Figure 2. Position structure diagram of fin-liquid cooling plate [20]. R Reproduced from reference [20], with permission from AIP, copyright 2020.
Rao et al. [21] to keep the maximum temperature and local temperature difference of columnar battery in an appropriate range, proposed a columnar battery cooling method based on a microchannel liquid cooling cylinder. The effects of the number of channels, mass flow rate, flow direction, and inlet size on the heat dissipation performance of pipes were studied numerically. The results show that when the number of small channels is not less than 4 and the inlet mass flow rate is 1103 kg/s, the maximum temperature of 42,110 cylindrical batteries can be controlled below 40 °C. Considering both the maximum temperature and local temperature difference, only when the number of channels is greater than 8, the cooling mode of the liquid cooling cylinder can show greater advantages than natural convection cooling. The ability to reduce the maximum temperature by increasing the mass flow rate is limited. When the inlet mass flow rate is constant, the heat dissipation capacity increases first and then decreases with the increase of the inlet size. Min et al. [22] established a liquid-cooled battery module based on the micro-channel wavy flat tube for heat dissipation of cylindrical power battery, the results showed that increasing the contact angle of the wavy flat-tube could improve the heat dissipation efficiency of the liquid-cooled structure and improve the uniformity of temperature distribution of battery pack. Pan et al. [23] designed a parallel multi-channel liquid cooling plate, established a three-dimensional thermal model of the battery module and the liquid cooling plate and analyzed the effects of the thickness of the cooling plate, the thickness of the cooling pipe, the number of channels and the coolant mass flow on the cooling performance of the battery module after the influence, the four factors were optimized by orthogonal experiments, and the optimized results showed that the maximum temperature control and temperature uniformity of the liquid-cooled battery module was significantly enhanced.

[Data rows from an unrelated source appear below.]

//! Traveler/operator messaging routes.

use axum::Json;
use axum::extract::State;
use axum::http::StatusCode;
use serde::Deserialize;
use serde_json::{Value, json};
use tracing::info;

use super::error::ApiError;
use super::extract::{CurrentUser, JsonBody, OperatorUser, PathParam};
use super::payload::loose_i64;
use super::state::AppState;
use crate::storage::DatabaseError;

#[derive(Debug, Deserialize)]
pub struct SendRequest {
    pub message: Option<String>,
}

#[derive(Debug, Deserialize)]
#[serde(rename_all = "camelCase")]
pub struct ReplyRequest {
    pub original_message_id: Option<Value>,
    pub message: Option<String>,
}

fn trimmed(message: Option<&str>) -> Option<&str> {
    message.map(str::trim).filter(|m| !m.is_empty())
}

/// `POST /api/messages`
///
/// Messages go to the operator with the lowest ID.
pub async fn send(
    State(state): State<AppState>,
    CurrentUser(user): CurrentUser,
    JsonBody(req): JsonBody<SendRequest>,
) -> Result<(StatusCode, Json<Value>), ApiError> {
    let Some(body) = trimmed(req.message.as_deref()) else {
        return Err(ApiError::bad_request("Message content is required"));
    };

    let Some(operator) = state.db.first_operator().await? else {
        return Err(ApiError::not_found("No operators available to receive messages"));
    };

    let message = state.db.create_message(user.id, operator.id, body).await?;
    info!(
        message_id = message.message.id,
        sender_id = user.id,
        receiver_id = operator.id,
        "Message sent"
    );

    Ok((
        StatusCode::CREATED,
        Json(json!({ "message": "Message sent successfully", "data": message })),
    ))
}

/// `GET /api/messages`
///
/// Operators see every message; anyone else sees the ones they sent or
/// received.
pub async fn list(
    State(state): State<AppState>,
    CurrentUser(user): CurrentUser,
) -> Result<Json<Value>, ApiError> {
    let messages = if user.role.is_operator() {
        state.db.list_all_messages().await?
    } else {
        state.db.list_messages_for_user(user.id).await?
    };

    Ok(Json(json!({
        "success": true,
        "count": messages.len(),
        "data": messages,
    })))
}

/// `POST /api/messages/reply`
pub async fn reply(
    State(state): State<AppState>,
    OperatorUser(operator): OperatorUser,
    JsonBody(req): JsonBody<ReplyRequest>,
) -> Result<(StatusCode, Json<Value>), ApiError> {
    let Some(body) = trimmed(req.message.as_deref()) else {
        return Err(ApiError::bad_request("Reply message content is required"));
    };
    let Some(original_id) = req.original_message_id.as_ref().and_then(loose_i64) else {
        return Err(ApiError::bad_request("Original message ID is required"));
    };

    let original = match state.db.get_message(original_id).await {
        Ok(message) => message,
        Err(DatabaseError::NotFound(_)) => {
            return Err(ApiError::not_found("Original message not found"));
        }
        Err(e) => return Err(e.into()),
    };

    let receiver_id = original.counterparty(operator.id);
    let message = state.db.create_message(operator.id, receiver_id, body).await?;
    info!(
        message_id = message.message.id,
        original_id,
        sender_id = operator.id,
        receiver_id,
        "Reply sent"
    );

    Ok((
        StatusCode::CREATED,
        Json(json!({ "message": "Reply sent successfully", "data": message })),
    ))
}

/// `DELETE /api/messages/{id}`
pub async fn remove(
    State(state): State<AppState>,
    OperatorUser(operator): OperatorUser,
    PathParam(id): PathParam<i64>,
) -> Result<Json<Value>, ApiError> {
    if !state.db.delete_message(id).await? {
        return Err(ApiError::not_found("Message not found"));
    }

    info!(message_id = id, operator_id = operator.id, "Message deleted");
    Ok(Json(json!({ "success": true, "message": "Message deleted successfully" })))
}
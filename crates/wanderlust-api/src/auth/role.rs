//! Authorization roles.

use std::fmt;

use serde::{Deserialize, Serialize};

/// The sole authorization axis: a caller is either a traveler or an operator.
#[derive(
    Debug, Clone, Copy, Default, PartialEq, Eq, Hash, Serialize, Deserialize, sqlx::Type,
)]
#[serde(rename_all = "lowercase")]
#[sqlx(rename_all = "lowercase")]
pub enum Role {
    /// Regular traveler. Older tokens and clients call this role `"user"`.
    #[default]
    #[serde(alias = "user")]
    Public,
    /// Manages hotel inventory and moderates messages.
    Operator,
}

impl Role {
    /// Normalize a role requested by a client.
    ///
    /// Only an explicit `"operator"` (case-insensitive) grants the operator
    /// role; anything else, including a missing value, is `Public`.
    pub fn from_input(value: Option<&str>) -> Self {
        match value {
            Some(v) if v.trim().eq_ignore_ascii_case("operator") => Self::Operator,
            _ => Self::Public,
        }
    }

    pub const fn as_str(self) -> &'static str {
        match self {
            Self::Public => "public",
            Self::Operator => "operator",
        }
    }

    pub const fn is_operator(self) -> bool {
        matches!(self, Self::Operator)
    }
}

impl fmt::Display for Role {
    fn fmt(&self, f: &mut fmt::Formatter<'_>) -> fmt::Result {
        f.write_str(self.as_str())
    }
}
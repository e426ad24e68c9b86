//! Cached OAuth2 bearer token for a provider.

use std::future::Future;
use std::time::{Duration, Instant};

use serde::Deserialize;
use tokio::sync::RwLock;
use tracing::debug;

use super::ProviderError;

/// Seconds before the provider's stated expiry at which a token is dropped.
pub const EXPIRY_MARGIN_SECS: u64 = 300;

/// A token as returned by an OAuth2 client-credentials grant.
#[derive(Debug, Clone, Deserialize)]
pub struct FetchedToken {
    pub access_token: String,
    pub expires_in: u64,
}

#[derive(Debug, Clone)]
struct CachedToken {
    token: String,
    expires_at: Instant,
}

/// A single bearer token with its expiry.
///
/// Concurrent callers that all find the cache stale each fetch a token; the
/// last writer wins.
#[derive(Debug, Default)]
pub struct TokenCache {
    inner: RwLock<Option<CachedToken>>,
}

impl TokenCache {
    pub fn new() -> Self {
        Self::default()
    }

    /// The cached token if it is still fresh.
    pub async fn current(&self) -> Option<String> {
        let guard = self.inner.read().await;
        guard
            .as_ref()
            .filter(|cached| Instant::now() < cached.expires_at)
            .map(|cached| cached.token.clone())
    }

    /// Return the cached token, calling `fetch` once when it is missing or
    /// stale.
    pub async fn get_or_refresh<F, Fut>(&self, fetch: F) -> Result<String, ProviderError>
    where
        F: FnOnce() -> Fut,
        Fut: Future<Output = Result<FetchedToken, ProviderError>>,
    {
        if let Some(token) = self.current().await {
            return Ok(token);
        }

        let fetched = fetch().await?;
        let lifetime = Duration::from_secs(fetched.expires_in.saturating_sub(EXPIRY_MARGIN_SECS));
        debug!(expires_in = fetched.expires_in, "Provider token refreshed");

        let mut guard = self.inner.write().await;
        *guard = Some(CachedToken {
            token: fetched.access_token.clone(),
            expires_at: Instant::now() + lifetime,
        });
        Ok(fetched.access_token)
    }

    /// Forget the cached token so the next call fetches a new one.
    pub async fn invalidate(&self) {
        *self.inner.write().await = None;
    }
}
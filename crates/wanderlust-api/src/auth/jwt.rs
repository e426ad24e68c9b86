//! JWT token issuance and validation.

use jsonwebtoken::{DecodingKey, EncodingKey, Header, Validation};

use super::claims::Claims;
use super::role::Role;

/// Manages JWT token creation and validation.
#[derive(Clone)]
pub struct JwtManager {
    encoding_key: EncodingKey,
    decoding_key: DecodingKey,
    ttl_secs: i64,
}

impl JwtManager {
    /// Create a new `JwtManager` with the given secret and token lifetime.
    pub fn new(secret: &[u8], ttl_secs: i64) -> Self {
        Self {
            encoding_key: EncodingKey::from_secret(secret),
            decoding_key: DecodingKey::from_secret(secret),
            ttl_secs,
        }
    }

    /// Issue a token for the given user. Returns the token and its TTL.
    pub fn issue_token(
        &self,
        user_id: i64,
        username: &str,
        role: Role,
    ) -> Result<(String, i64), jsonwebtoken::errors::Error> {
        let now = wanderlust_core::db::unix_timestamp();

        let claims = Claims {
            jti: uuid::Uuid::new_v4().to_string(),
            sub: user_id.to_string(),
            username: username.to_string(),
            role,
            iat: now,
            exp: now + self.ttl_secs,
        };

        let token = jsonwebtoken::encode(&Header::default(), &claims, &self.encoding_key)?;
        Ok((token, self.ttl_secs))
    }

    /// Validate a token and return its claims.
    ///
    /// Fails on a bad signature, a malformed token, or an expired `exp`.
    pub fn validate(&self, token: &str) -> Result<Claims, jsonwebtoken::errors::Error> {
        let data =
            jsonwebtoken::decode::<Claims>(token, &self.decoding_key, &Validation::default())?;
        Ok(data.claims)
    }
}

#[cfg(test)]
#[allow(clippy::unwrap_used)]
mod tests {
    use super::*;

    fn test_jwt() -> JwtManager {
        JwtManager::new(b"test-secret-key-for-testing", 3600)
    }

    #[test]
    fn issue_and_validate_token() {
        let jwt = test_jwt();
        let (token, ttl) = jwt.issue_token(7, "alice", Role::Operator).unwrap();
        assert_eq!(ttl, 3600);

        let claims = jwt.validate(&token).unwrap();
        assert_eq!(claims.user_id(), Some(7));
        assert_eq!(claims.username, "alice");
        assert_eq!(claims.role, Role::Operator);
        assert_eq!(claims.exp - claims.iat, 3600);
    }

    #[test]
    fn each_token_gets_a_unique_id() {
        let jwt = test_jwt();
        let (t1, _) = jwt.issue_token(1, "alice", Role::Public).unwrap();
        let (t2, _) = jwt.issue_token(1, "alice", Role::Public).unwrap();
        assert_ne!(jwt.validate(&t1).unwrap().jti, jwt.validate(&t2).unwrap().jti);
    }

    #[test]
    fn invalid_token_fails_validation() {
        let jwt = test_jwt();
        assert!(jwt.validate("not-a-valid-token").is_err());
    }

    #[test]
    fn wrong_secret_fails_validation() {
        let jwt1 = test_jwt();
        let jwt2 = JwtManager::new(b"different-secret", 3600);

        let (token, _) = jwt1.issue_token(1, "alice", Role::Public).unwrap();
        assert!(jwt2.validate(&token).is_err());
    }

    #[test]
    fn expired_token_fails_validation() {
        // Well past the default 60 second leeway.
        let jwt = JwtManager::new(b"test-secret-key-for-testing", -3600);
        let (token, _) = jwt.issue_token(1, "alice", Role::Public).unwrap();
        assert!(jwt.validate(&token).is_err());
    }
}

2.3. Phase Change Material Cooling System

The phase-change material cooling system uses phase change material as a heat transfer medium, which can store energy and release energy during the phase change, to achieve the effect of low-temperature heating and high-temperature heat dissipation of the power battery. According to the form of phase-change material, it can be divided into solid-solid phase-change materials, solid-liquid phase-change materials, solid-gas phase-change materials, and liquid-phase-change materials. At present, the focus of industry research is mainly on solid-solid phase-change materials and solid-liquid phase-change materials on the material. The phase-change material heat dissipation system has the advantages of relatively simple system design and low cost, but the thermal conductivity of the current phase-change material is still relatively low, resulting in a low heat dissipation rate, so it is not particularly widely used in new energy vehicles. Due to the low thermal conductivity of phase-change materials, at present, the main effort is to add a highly conductive matrix to the structure of the phase-change material to increase its thermal conductivity and optimize the arrangement. Temel et al. [24] added graphene nanoplatelets (graphene nanoplatelets, GNP) with different mass fractions into phase change materials to study the instantaneous thermal response of composites in energy storage units. The results show that the thermal conductivity of the composite increases linearly with the increase of the GNP mass fraction, and the temperature difference in the energy storage unit decreases significantly. When the mass fraction of GNP is 7%, the thermal conductivity increases by 253%, and the effective utilization time of the energy storage unit is prolonged by 32 min. A. Babapoor et al. [25] increased the thermal conductivity of the phase-change material by adding carbon fiber to the phase-change material. The results show that the presence of carbon fiber increases the thermal conductivity of the phase-change material, thereby affecting the temperature distribution inside the battery, and the carbon fiber content the higher the phase-change material, the more uniform the temperature distribution. The distribution of the effect of carbon fiber content on the battery temperature is shown in Figure 3.
Energies 15 01963 g004b
Figure 3. The effect of different carbon fiber loadings on the battery: (a) the change of the battery surface temperature with time; (b) the change of the battery surface temperature with the height; (c) the change of the radial battery temperature [25]. Reproduced from reference [25] with permission from Elsevier B.V., copyright 2016.
Adding high thermal conductivity metal to the phase-change material or using foam metal to adsorb the phase-change material, the obtained composite phase-change material system also has a good thermal management effect. Wang et al. [26] used foamed copper/phase-change materials to thermally manage different types of lithium-ion batteries and compared the effects of phase-change materials and natural air convection in an insulating environment. The temperature control effect of the phase-change material is better than that of air convection, and the maximum temperature of 26,650, 42,110 and square batteries can be controlled below 44.37 °C, 51.45 °C and 50.69 °C for a longer time. In contrast to this, Jilte et al. [27] analyzed the arrangement of traditional battery cells and phase-change materials and reduced the thickness of phase-change materials between battery cells to discharge heat into the voids faster and improve battery performance. For heat dissipation efficiency, the study found that a 4 cm thickness of the phase-change material around the battery cell is sufficient for heat dissipation. When the ambient temperature is 35 °C and the discharge rate is 5 C after the discharge cycle is over, the maximum temperature of the battery is controlled at 41 °C, and the maximum temperature difference between the battery cells is controlled at 0.05 °C. As shown in Figure 4, the left is the traditional rectangular PCM-filled battery pack, and the right is the improved PCM-filled battery pack.
Figure 4. Structure of PCM-filled battery pack, (a) traditional rectangular PCM-filled battery pack, (b) improved PCM-filled battery pack [27]. Reproduced from reference [27] with permission from Elsevier B.V., copyright 2019.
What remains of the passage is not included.